■ Exercise brief:
Among the entries below, extract exactly the lines that run from the one with "use crate::telemetry::TelemetryError;" through the one with "impl fmt::Display for", both ends included.
────────────────────────────────────────
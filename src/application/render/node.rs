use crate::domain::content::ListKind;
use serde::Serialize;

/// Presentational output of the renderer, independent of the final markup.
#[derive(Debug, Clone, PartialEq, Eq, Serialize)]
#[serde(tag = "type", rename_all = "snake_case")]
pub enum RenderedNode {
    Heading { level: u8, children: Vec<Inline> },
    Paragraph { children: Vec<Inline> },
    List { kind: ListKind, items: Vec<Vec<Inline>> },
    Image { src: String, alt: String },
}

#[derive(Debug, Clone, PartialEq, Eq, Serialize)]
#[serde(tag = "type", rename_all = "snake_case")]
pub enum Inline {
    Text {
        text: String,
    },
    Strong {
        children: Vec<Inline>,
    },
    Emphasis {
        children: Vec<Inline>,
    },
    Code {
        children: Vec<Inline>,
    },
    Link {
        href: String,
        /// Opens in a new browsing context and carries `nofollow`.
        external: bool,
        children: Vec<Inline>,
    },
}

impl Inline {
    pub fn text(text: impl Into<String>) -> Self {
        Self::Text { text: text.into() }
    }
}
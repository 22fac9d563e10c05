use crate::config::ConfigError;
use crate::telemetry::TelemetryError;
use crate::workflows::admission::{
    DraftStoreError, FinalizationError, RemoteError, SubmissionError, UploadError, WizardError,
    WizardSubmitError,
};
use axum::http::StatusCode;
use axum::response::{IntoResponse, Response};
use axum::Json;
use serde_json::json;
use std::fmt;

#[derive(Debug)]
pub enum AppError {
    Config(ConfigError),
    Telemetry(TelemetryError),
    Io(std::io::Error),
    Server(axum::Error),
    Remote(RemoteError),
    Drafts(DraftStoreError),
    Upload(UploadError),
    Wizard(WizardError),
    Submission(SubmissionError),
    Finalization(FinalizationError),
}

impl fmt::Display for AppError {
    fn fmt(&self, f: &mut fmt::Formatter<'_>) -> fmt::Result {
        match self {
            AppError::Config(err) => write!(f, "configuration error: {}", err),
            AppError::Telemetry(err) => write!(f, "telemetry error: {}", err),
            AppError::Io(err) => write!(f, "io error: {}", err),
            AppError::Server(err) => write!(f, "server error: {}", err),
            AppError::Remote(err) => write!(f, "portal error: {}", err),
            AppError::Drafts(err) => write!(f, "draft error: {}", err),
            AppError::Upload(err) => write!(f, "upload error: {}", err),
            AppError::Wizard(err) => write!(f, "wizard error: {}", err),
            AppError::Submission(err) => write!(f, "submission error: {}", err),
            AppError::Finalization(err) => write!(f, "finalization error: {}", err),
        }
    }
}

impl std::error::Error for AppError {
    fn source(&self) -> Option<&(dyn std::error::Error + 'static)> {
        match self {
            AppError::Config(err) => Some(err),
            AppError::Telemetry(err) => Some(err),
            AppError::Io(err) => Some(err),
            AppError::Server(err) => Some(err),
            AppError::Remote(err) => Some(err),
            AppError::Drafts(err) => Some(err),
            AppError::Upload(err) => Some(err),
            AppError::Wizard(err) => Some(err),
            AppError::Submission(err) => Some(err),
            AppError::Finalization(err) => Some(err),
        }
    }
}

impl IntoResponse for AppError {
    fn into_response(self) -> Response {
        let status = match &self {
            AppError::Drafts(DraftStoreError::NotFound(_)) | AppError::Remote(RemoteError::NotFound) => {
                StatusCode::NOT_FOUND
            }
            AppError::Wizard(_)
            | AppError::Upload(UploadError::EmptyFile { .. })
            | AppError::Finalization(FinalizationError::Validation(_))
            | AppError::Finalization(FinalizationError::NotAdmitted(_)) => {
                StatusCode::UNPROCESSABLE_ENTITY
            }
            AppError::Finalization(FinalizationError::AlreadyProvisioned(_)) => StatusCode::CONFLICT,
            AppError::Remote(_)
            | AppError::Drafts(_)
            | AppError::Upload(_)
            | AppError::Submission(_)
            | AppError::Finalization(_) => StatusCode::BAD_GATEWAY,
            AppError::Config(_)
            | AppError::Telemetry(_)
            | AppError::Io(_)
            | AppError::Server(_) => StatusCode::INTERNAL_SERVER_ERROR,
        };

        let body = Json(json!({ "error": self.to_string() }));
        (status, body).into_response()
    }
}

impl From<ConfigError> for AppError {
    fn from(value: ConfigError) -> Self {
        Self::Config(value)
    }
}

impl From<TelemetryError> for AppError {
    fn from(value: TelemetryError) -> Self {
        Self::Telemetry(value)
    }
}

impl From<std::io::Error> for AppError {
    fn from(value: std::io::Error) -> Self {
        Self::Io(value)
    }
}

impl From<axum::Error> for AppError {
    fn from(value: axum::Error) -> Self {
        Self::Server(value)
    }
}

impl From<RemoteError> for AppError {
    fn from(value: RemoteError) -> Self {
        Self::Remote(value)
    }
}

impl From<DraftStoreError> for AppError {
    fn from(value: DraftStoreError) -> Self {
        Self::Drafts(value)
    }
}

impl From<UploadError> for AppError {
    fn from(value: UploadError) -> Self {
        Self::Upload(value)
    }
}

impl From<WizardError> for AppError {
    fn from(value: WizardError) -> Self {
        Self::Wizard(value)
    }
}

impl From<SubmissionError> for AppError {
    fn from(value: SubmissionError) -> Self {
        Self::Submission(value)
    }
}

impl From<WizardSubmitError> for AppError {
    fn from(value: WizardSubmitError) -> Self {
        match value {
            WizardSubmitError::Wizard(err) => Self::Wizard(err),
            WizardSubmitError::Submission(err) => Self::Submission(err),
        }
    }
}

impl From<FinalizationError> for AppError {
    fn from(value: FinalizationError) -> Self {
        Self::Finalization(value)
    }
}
────────────────────────────────────────
■ Exercise answer:
use crate::telemetry::TelemetryError;
use crate::workflows::admission::{
    DraftStoreError, FinalizationError, RemoteError, SubmissionError, UploadError, WizardError,
    WizardSubmitError,
};
use axum::http::StatusCode;
use axum::response::{IntoResponse, Response};
use axum::Json;
use serde_json::json;
use std::fmt;

#[derive(Debug)]
pub enum AppError {
    Config(ConfigError),
    Telemetry(TelemetryError),
    Io(std::io::Error),
    Server(axum::Error),
    Remote(RemoteError),
    Drafts(DraftStoreError),
    Upload(UploadError),
    Wizard(WizardError),
    Submission(SubmissionError),
    Finalization(FinalizationError),
}

impl fmt::Display for AppError {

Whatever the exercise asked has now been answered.